● INSTRUCTIONS TO FOLLOW
Give the number of lines in the following entries that contain the word "NULLS", with nothing added.

--- RECORDS FOR THE EXERCISE Enclosed Below ---

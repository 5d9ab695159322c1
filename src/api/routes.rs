//! Route configuration.
//!
//! Static segments always win over captures (`/exams/last` is never treated
//! as `/exams/{id}`), so registration order does not matter.

use crate::api::{handlers, middleware::require_api_key};
use crate::error::panic_response;
use crate::state::AppState;
use axum::Router;
use axum::middleware::from_fn_with_state;
use axum::routing::{get, post, put};
use std::sync::Arc;
use tower_http::catch_panic::CatchPanicLayer;
use tower_http::cors::{Any, CorsLayer};
use tower_http::trace::TraceLayer;


/// Creates the API router.
pub fn create_router(state: Arc<AppState>) -> Router {
    // Only the user listing is gated by the API key.
    let gated = Router::new()
        .route("/users", get(handlers::list_users))
        .route_layer(from_fn_with_state(state.clone(), require_api_key));

    Router::new()
        // Banner
        .route("/", get(handlers::root))
        // Notes
        .route(
            "/notes",
            get(handlers::list_notes).post(handlers::create_note),
        )
        .route(
            "/notes/{id}",
            get(handlers::get_note)
                .put(handlers::update_note)
                .delete(handlers::delete_note),
        )
        // Courses
        .route("/courses", get(handlers::list_courses))
        // Exams
        .route("/exams", get(handlers::list_exams))
        .route("/exams/{id}", get(handlers::get_exam))
        .route(
            "/exams/paginate/{limit}/{offset}",
            get(handlers::paginate_exams),
        )
        .route("/exams/last_twenty", get(handlers::last_twenty_exams))
        .route(
            "/exams/last_twenty_by_sql",
            get(handlers::last_twenty_exams_by_sql),
        )
        .route("/exams/last", get(handlers::last_exam))
        .route("/exams-count", get(handlers::count_exams))
        // Login
        .route("/login", post(handlers::login))
        // Files
        .route("/upload/{filename}", put(handlers::upload_file))
        .route("/download/{filename}", get(handlers::download_file))
        .merge(gated)
        .fallback(handlers::not_found)
        .method_not_allowed_fallback(handlers::not_found)
        .with_state(state)
}

/// Creates the router with the CORS, tracing and panic layers used in
/// production.
pub fn create_app(state: Arc<AppState>) -> Router {
    let cors = CorsLayer::new()
        .allow_origin(Any)
        .allow_methods(Any)
        .allow_headers(Any);

    create_router(state)
        .layer(CatchPanicLayer::custom(panic_response))
        .layer(cors)
        .layer(TraceLayer::new_for_http())
}
//! PostgreSQL repositories for the exams, users and courses tables.
//!
//! Rows are converted to JSON objects by the database (`row_to_json`), so the
//! API returns whatever columns the existing tables carry.

use super::DatabasePool;
use crate::models::{EXAM_SUMMARY_COLUMNS, Record};
use crate::repository::{
    CourseRepository, ExamRepository, LAST_TWENTY_LIMIT, RepoResult, UserRepository,
};
use async_trait::async_trait;
use sqlx::types::Json;
use sqlx::{Postgres, QueryBuilder};

/// Hand-written equivalent of the query built in [`PgExamRepository::last_twenty`].
const LAST_TWENTY_SQL: &str = "SELECT row_to_json(e) AS record FROM \
     (SELECT id, cognomenome, matricola, updated_at FROM exams \
     ORDER BY updated_at DESC NULLS LAST, id LIMIT 20) e \
     ORDER BY e.updated_at DESC NULLS LAST, e.id";

/// A table whose rows are returned as JSON objects.
#[derive(Clone)]
struct JsonTable {
    db: DatabasePool,
    table: &'static str,
}

impl JsonTable {
    fn new(db: DatabasePool, table: &'static str) -> Self {
        Self { db, table }
    }

    fn select(&self) -> QueryBuilder<'static, Postgres> {
        QueryBuilder::new(format!(
            "SELECT row_to_json(t) AS record FROM {} t",
            self.table
        ))
    }

    async fn fetch_all(&self, mut query: QueryBuilder<'_, Postgres>) -> RepoResult<Vec<Record>> {
        let rows: Vec<Json<Record>> = query
            .build_query_scalar()
            .fetch_all(self.db.pool())
            .await?;
        Ok(rows.into_iter().map(|Json(record)| record).collect())
    }

    async fn fetch_optional(
        &self,
        mut query: QueryBuilder<'_, Postgres>,
    ) -> RepoResult<Option<Record>> {
        let row: Option<Json<Record>> = query
            .build_query_scalar()
            .fetch_optional(self.db.pool())
            .await?;
        Ok(row.map(|Json(record)| record))
    }

    async fn list(&self) -> RepoResult<Vec<Record>> {
        let mut query = self.select();
        query.push(" ORDER BY t.id");
        self.fetch_all(query).await
    }
}

/// Builds the "last twenty exams" query with the row limit as a bind.
fn last_twenty_query() -> QueryBuilder<'static, Postgres> {
    let mut query = QueryBuilder::new("SELECT row_to_json(e) AS record FROM (SELECT ");
    let mut columns = query.separated(", ");
    for column in EXAM_SUMMARY_COLUMNS {
        columns.push(column);
    }
    query.push(" FROM exams ORDER BY updated_at DESC NULLS LAST, id LIMIT ");
    query.push_bind(LAST_TWENTY_LIMIT);
    query.push(") e ORDER BY e.updated_at DESC NULLS LAST, e.id");
    query
}

/// Exams stored in PostgreSQL.
#[derive(Clone)]
pub struct PgExamRepository {
    table: JsonTable,
}

impl PgExamRepository {
    /// Creates the repository on the given connection.
    #[must_use]
    pub fn new(db: DatabasePool) -> Self {
        Self {
            table: JsonTable::new(db, "exams"),
        }
    }
}

#[async_trait]
impl ExamRepository for PgExamRepository {
    async fn list(&self) -> RepoResult<Vec<Record>> {
        self.table.list().await
    }

    async fn paginate(&self, limit: i64, offset: i64) -> RepoResult<Vec<Record>> {
        let mut query = self.table.select();
        query.push(" ORDER BY t.id LIMIT ");
        query.push_bind(limit);
        query.push(" OFFSET ");
        query.push_bind(offset);
        self.table.fetch_all(query).await
    }

    async fn last_twenty(&self) -> RepoResult<Vec<Record>> {
        self.table.fetch_all(last_twenty_query()).await
    }

    async fn last_twenty_by_sql(&self) -> RepoResult<Vec<Record>> {
        let rows: Vec<Json<Record>> = sqlx::query_scalar(LAST_TWENTY_SQL)
            .fetch_all(self.table.db.pool())
            .await?;
        Ok(rows.into_iter().map(|Json(record)| record).collect())
    }

    async fn last(&self) -> RepoResult<Option<Record>> {
        let mut query = self.table.select();
        query.push(" ORDER BY t.id DESC LIMIT 1");
        self.table.fetch_optional(query).await
    }

    async fn count(&self) -> RepoResult<i64> {
        let count: i64 = sqlx::query_scalar("SELECT COUNT(*) FROM exams")
            .fetch_one(self.table.db.pool())
            .await?;
        Ok(count)
    }

    async fn find(&self, id: i64) -> RepoResult<Option<Record>> {
        let mut query = self.table.select();
        query.push(" WHERE t.id = ");
        query.push_bind(id);
        self.table.fetch_optional(query).await
    }
}

/// Users stored in PostgreSQL.
#[derive(Clone)]
pub struct PgUserRepository {
    table: JsonTable,
}

impl PgUserRepository {
    /// Creates the repository on the given connection.
    #[must_use]
    pub fn new(db: DatabasePool) -> Self {
        Self {
            table: JsonTable::new(db, "users"),
        }
    }
}

#[async_trait]
impl UserRepository for PgUserRepository {
    async fn list(&self) -> RepoResult<Vec<Record>> {
        self.table.list().await
    }
}

/// Courses stored in PostgreSQL.
#[derive(Clone)]
pub struct PgCourseRepository {
    table: JsonTable,
}

impl PgCourseRepository {
    /// Creates the repository on the given connection.
    #[must_use]
    pub fn new(db: DatabasePool) -> Self {
        Self {
            table: JsonTable::new(db, "courses"),
        }
    }
}

#[async_trait]
impl CourseRepository for PgCourseRepository {
    async fn list(&self) -> RepoResult<Vec<Record>> {
        self.table.list().await
    }
}

#[cfg(test)]
mod tests {
    use super::*;

    #[test]
    fn test_last_twenty_query_matches_literal_sql() {
        let query = last_twenty_query();
        let literal = LAST_TWENTY_SQL.replace(
            &format!("LIMIT {}", LAST_TWENTY_LIMIT),
            "LIMIT $1",
        );

        assert_ne!(literal, LAST_TWENTY_SQL);
        assert_eq!(query.sql(), literal);
    }

    #[test]
    fn test_last_twenty_query_selects_summary_columns() {
        let query = last_twenty_query();
        let columns = EXAM_SUMMARY_COLUMNS.join(", ");
        assert!(query.sql().contains(&format!("(SELECT {} FROM exams", columns)));
    }
}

--- End of Enclosed RECORDS FOR THE EXERCISE ---

● RESULT OF THIS TASK
4